There are several ways you can do this, as long as you remember that the key to any ecosystem is balance. Part of the problem with single-biome worlds supporting life is that they don’t offer any type of balance. Not enough plant life means not enough oxygen, too much flora with too little fauna might mean too much oxygen. So if you nix a specific biome (let’s say we kill off the hottest biomes, deserts and rainforests), then you need to make sure you give a sufficient placeholder. (i.e. If you erase a rainforest and replace it with nothing but dirt, then you have eliminated a potentially vital source of oxygen from the planet, thus upsetting the balance.)
Wait, so how do you kill off the equator-biomes of Earth?
Let’s imagine a planet:
The axis doesn’t tilt. This does several things, but it would most prominently:
– eliminate seasons
– isolate climates/environments/biomes
Here, you’ve got a planet that’s probably much farther from it’s sun than Earth is from Sol. Or it is orbiting a much cooler star. Either way, you’ve got to deal with the fact that the sun will always be hitting each part of the planet with the exact same intensity.

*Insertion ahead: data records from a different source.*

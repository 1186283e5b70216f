//! Document embeddings: chunk, embed each chunk, mean-pool into one normalized vector.

mod providers;

pub use providers::{HashingClient, OllamaClient, OpenAiClient};

use crate::config::{Config, EmbeddingProvider};
use crate::processing::chunking::{self, ChunkingError};
use async_trait::async_trait;
use serde::Serialize;
use std::sync::Arc;
use std::time::Duration;
use thiserror::Error;

/// Largest number of chunks sent to a provider in one request.
const MAX_BATCH: usize = 64;

/// Errors raised by embedding providers.
#[derive(Debug, Error)]
pub enum EmbeddingClientError {
    /// Provider was unable to produce embeddings for the supplied input.
    #[error("Failed to generate embeddings: {0}")]
    GenerationFailed(String),
    /// Provider could not be reached or rejected the credential.
    #[error("Embedding provider unavailable: {0}")]
    ProviderUnavailable(String),
    /// Provider answered with a payload we could not use.
    #[error("Invalid embedding response: {0}")]
    InvalidResponse(String),
}

/// Errors raised by the embedding stage.
#[derive(Debug, Error)]
pub enum EmbeddingError {
    /// There is no text to embed.
    #[error("no text to embed")]
    EmptyText,
    /// The text could not be chunked.
    #[error(transparent)]
    Chunking(#[from] ChunkingError),
    /// The provider failed.
    #[error(transparent)]
    Backend(#[from] EmbeddingClientError),
    /// The provider returned a vector of the wrong length.
    #[error("embedding dimension mismatch: expected {expected}, got {actual}")]
    DimensionMismatch {
        /// Configured dimension.
        expected: usize,
        /// Length the provider returned.
        actual: usize,
    },
    /// The provider did not answer in time.
    #[error("embedding timed out after {0:?}")]
    Timeout(Duration),
}

/// Interface implemented by embedding backends.
#[async_trait]
pub trait EmbeddingClient: Send + Sync {
    /// Produce an embedding vector for each supplied chunk of text, in input order.
    async fn generate_embeddings(
        &self,
        texts: Vec<String>,
    ) -> Result<Vec<Vec<f32>>, EmbeddingClientError>;

    /// Short provider label used in logs.
    fn provider_name(&self) -> &'static str;
}

/// One pooled, L2-normalized vector for a document.
#[derive(Debug, Clone, Serialize)]
pub struct EmbeddingVector {
    /// Model that produced the chunk vectors.
    pub model: String,
    /// Vector length.
    pub dimension: usize,
    /// Number of chunks that were pooled.
    pub chunk_count: usize,
    /// Vector components.
    pub values: Vec<f32>,
}

/// Embedding stage.
#[derive(Clone)]
pub struct Embedder {
    client: Arc<dyn EmbeddingClient>,
    provider: EmbeddingProvider,
    model: String,
    dimension: usize,
    chunk_size: usize,
    timeout: Duration,
}

impl Embedder {
    /// Wire an embedder around an explicit client.
    pub fn new(
        client: Arc<dyn EmbeddingClient>,
        provider: EmbeddingProvider,
        model: impl Into<String>,
        dimension: usize,
        chunk_size_override: Option<usize>,
        timeout: Duration,
    ) -> Self {
        let model = model.into();
        let chunk_size = chunking::determine_chunk_size(chunk_size_override, provider, &model);
        Self {
            client,
            provider,
            model,
            dimension,
            chunk_size,
            timeout,
        }
    }

    /// Build the embedder selected by configuration.
    pub fn from_config(config: &Config) -> Result<Self, EmbeddingClientError> {
        Ok(Self::new(
            build_embedding_client(config)?,
            config.embedding_provider,
            config.embedding_model.clone(),
            config.embedding_dimension,
            config.text_splitter_chunk_size,
            config.remote_timeout,
        ))
    }

    /// Configured model identifier.
    pub fn model(&self) -> &str {
        &self.model
    }

    /// Configured vector length.
    pub fn dimension(&self) -> usize {
        self.dimension
    }

    /// Embed `text` into a single vector.
    pub async fn embed(&self, text: &str) -> Result<EmbeddingVector, EmbeddingError> {
        if text.trim().is_empty() {
            return Err(EmbeddingError::EmptyText);
        }

        let chunks = chunking::chunk_text(text, self.chunk_size, self.provider, &self.model)?;
        if chunks.is_empty() {
            return Err(EmbeddingError::EmptyText);
        }
        let chunk_count = chunks.len();
        tracing::debug!(
            provider = self.client.provider_name(),
            model = %self.model,
            chunk_count,
            chunk_size = self.chunk_size,
            "Embedding document"
        );

        let mut pooled = vec![0.0_f32; self.dimension];
        for vector in self.embed_batches(&chunks).await? {
            for (slot, value) in pooled.iter_mut().zip(vector) {
                *slot += value;
            }
        }

        let count = chunk_count as f32;
        for value in &mut pooled {
            *value /= count;
        }
        // Text without a single word token (rules, dots, asterisks) hashes to nothing.
        if !normalize(&mut pooled) {
            return Err(EmbeddingError::EmptyText);
        }

        Ok(EmbeddingVector {
            model: self.model.clone(),
            dimension: self.dimension,
            chunk_count,
            values: pooled,
        })
    }

    /// Embed each text separately, without chunking or pooling. Vectors are unit length, or all
    /// zeros for texts with no content.
    pub async fn embed_each(&self, texts: &[String]) -> Result<Vec<Vec<f32>>, EmbeddingError> {
        let mut vectors = self.embed_batches(texts).await?;
        for vector in &mut vectors {
            normalize(vector);
        }
        Ok(vectors)
    }

    async fn embed_batches(&self, texts: &[String]) -> Result<Vec<Vec<f32>>, EmbeddingError> {
        let mut all = Vec::with_capacity(texts.len());
        for batch in texts.chunks(MAX_BATCH) {
            let request = self.client.generate_embeddings(batch.to_vec());
            let vectors = tokio::time::timeout(self.timeout, request)
                .await
                .map_err(|_| EmbeddingError::Timeout(self.timeout))??;
            if vectors.len() != batch.len() {
                return Err(EmbeddingClientError::InvalidResponse(format!(
                    "expected {} vectors, got {}",
                    batch.len(),
                    vectors.len()
                ))
                .into());
            }
            for vector in vectors {
                if vector.len() != self.dimension {
                    return Err(EmbeddingError::DimensionMismatch {
                        expected: self.dimension,
                        actual: vector.len(),
                    });
                }
                all.push(vector);
            }
        }
        Ok(all)
    }
}

/// Scale to unit length. Returns `false` for the zero vector, which is left untouched.
fn normalize(values: &mut [f32]) -> bool {
    let norm = values.iter().map(|value| value * value).sum::<f32>().sqrt();
    if norm <= 0.0 || !norm.is_finite() {
        return false;
    }
    for value in values {
        *value /= norm;
    }
    true
}

/// Build an embedding client suitable for the supplied configuration.
pub fn build_embedding_client(
    config: &Config,
) -> Result<Arc<dyn EmbeddingClient>, EmbeddingClientError> {
    let client: Arc<dyn EmbeddingClient> = match config.embedding_provider {
        EmbeddingProvider::Hashing => Arc::new(HashingClient::new(config.embedding_dimension)),
        EmbeddingProvider::Ollama => Arc::new(OllamaClient::new(
            config.ollama_url.clone(),
            config.embedding_model.clone(),
            config.remote_timeout,
        )?),
        EmbeddingProvider::OpenAI => {
            let api_key = config.openai_api_key.clone().ok_or_else(|| {
                EmbeddingClientError::ProviderUnavailable(
                    "OPENAI_API_KEY is required for the openai embedding provider".to_string(),
                )
            })?;
            Arc::new(OpenAiClient::new(
                config.openai_base_url.clone(),
                api_key,
                config.embedding_model.clone(),
                Some(config.embedding_dimension),
                config.remote_timeout,
            )?)
        }
    };
    Ok(client)
}

#[cfg(test)]
mod tests {
    use super::*;
    use std::sync::atomic::{AtomicUsize, Ordering};

    struct FixedClient {
        vectors: Vec<Vec<f32>>,
        calls: AtomicUsize,
    }

    #[async_trait]
    impl EmbeddingClient for FixedClient {
        async fn generate_embeddings(
            &self,
            texts: Vec<String>,
        ) -> Result<Vec<Vec<f32>>, EmbeddingClientError> {
            self.calls.fetch_add(1, Ordering::SeqCst);
            Ok(texts
                .iter()
                .enumerate()
                .map(|(index, _)| self.vectors[index % self.vectors.len()].clone())
                .collect())
        }

        fn provider_name(&self) -> &'static str {
            "fixed"
        }
    }

    struct SlowClient;

    #[async_trait]
    impl EmbeddingClient for SlowClient {
        async fn generate_embeddings(
            &self,
            texts: Vec<String>,
        ) -> Result<Vec<Vec<f32>>, EmbeddingClientError> {
            tokio::time::sleep(Duration::from_secs(5)).await;
            Ok(vec![vec![1.0]; texts.len()])
        }

        fn provider_name(&self) -> &'static str {
            "slow"
        }
    }

    fn embedder(client: Arc<dyn EmbeddingClient>, dimension: usize, chunk: usize) -> Embedder {
        Embedder::new(
            client,
            EmbeddingProvider::Hashing,
            "test-model",
            dimension,
            Some(chunk),
            Duration::from_secs(1),
        )
    }

    #[tokio::test]
    async fn pools_chunks_into_unit_vector() {
        let client = Arc::new(FixedClient {
            vectors: vec![vec![1.0, 0.0], vec![0.0, 1.0]],
            calls: AtomicUsize::new(0),
        });
        let vector = embedder(client.clone(), 2, 2)
            .embed("one two three four")
            .await
            .expect("vector");

        assert_eq!(vector.chunk_count, 2);
        assert_eq!(vector.dimension, 2);
        let expected = 1.0 / 2.0_f32.sqrt();
        assert!((vector.values[0] - expected).abs() < 1e-6);
        assert!((vector.values[1] - expected).abs() < 1e-6);
        assert_eq!(client.calls.load(Ordering::SeqCst), 1);
    }

    #[tokio::test]
    async fn rejects_wrong_dimension() {
        let client = Arc::new(FixedClient {
            vectors: vec![vec![1.0, 0.0, 0.0]],
            calls: AtomicUsize::new(0),
        });
        let error = embedder(client, 2, 64).embed("text").await.unwrap_err();
        assert!(matches!(
            error,
            EmbeddingError::DimensionMismatch {
                expected: 2,
                actual: 3
            }
        ));
    }

    #[tokio::test]
    async fn empty_text_is_rejected_before_the_backend() {
        let client = Arc::new(FixedClient {
            vectors: vec![vec![1.0]],
            calls: AtomicUsize::new(0),
        });
        let error = embedder(client.clone(), 1, 64).embed(" \n ").await.unwrap_err();
        assert!(matches!(error, EmbeddingError::EmptyText));
        assert_eq!(client.calls.load(Ordering::SeqCst), 0);
    }

    #[tokio::test]
    async fn text_without_word_tokens_is_rejected() {
        let embedder = embedder(Arc::new(HashingClient::new(8)), 8, 64);
        let error = embedder.embed("--- ... ***").await.unwrap_err();
        assert!(matches!(error, EmbeddingError::EmptyText));
    }

    #[tokio::test]
    async fn embed_each_keeps_one_unit_vector_per_text() {
        let embedder = embedder(Arc::new(HashingClient::new(64)), 64, 64);
        let texts = vec![
            "device description".to_string(),
            "***".to_string(),
            "shelf life".to_string(),
        ];
        let vectors = embedder.embed_each(&texts).await.expect("vectors");
        assert_eq!(vectors.len(), 3);
        let norm = |v: &Vec<f32>| v.iter().map(|x| x * x).sum::<f32>().sqrt();
        assert!((norm(&vectors[0]) - 1.0).abs() < 1e-5);
        assert_eq!(norm(&vectors[1]), 0.0);
        assert!((norm(&vectors[2]) - 1.0).abs() < 1e-5);
    }

    #[tokio::test]
    async fn slow_backend_times_out() {
        let embedder = Embedder::new(
            Arc::new(SlowClient),
            EmbeddingProvider::Hashing,
            "test-model",
            1,
            Some(64),
            Duration::from_millis(50),
        );
        let error = embedder.embed("text").await.unwrap_err();
        assert!(matches!(error, EmbeddingError::Timeout(_)));
    }

    #[tokio::test]
    async fn hashing_embedder_matches_configured_dimension() {
        let embedder = embedder(Arc::new(HashingClient::new(384)), 384, 2048);
        let vector = embedder
            .embed("The catheter is intended for peripheral vascular access.")
            .await
            .expect("vector");
        assert_eq!(vector.values.len(), 384);
        let norm: f32 = vector.values.iter().map(|v| v * v).sum::<f32>().sqrt();
        assert!((norm - 1.0).abs() < 1e-5);
    }
}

You can place it closer, if you want, and have an uninhabitable equator and people only living on the poles, where the sun doesn’t shine so intensely (but you NEVER have nights!).
And there, you’ve given yourself an environment that could possibly kiss hot climates good-bye. This offers a chance for global balance (though individual cities and countries might not feel that balance). You can place water anywhere you like, just remember that it’s basically required.
How you decide to balance the eco-system of your world is up to you, but just based on the basic elements of how Earth’s biomes are created, how seasons and climates affect one another and change over time, you can do a lot to manipulate the characteristics of a new world.
And also notice that in this physical planet/climate/biome manipulation, we’ve created some really interesting culture possibilities just by default.
Gosh darn it, but worldbuilding is fun.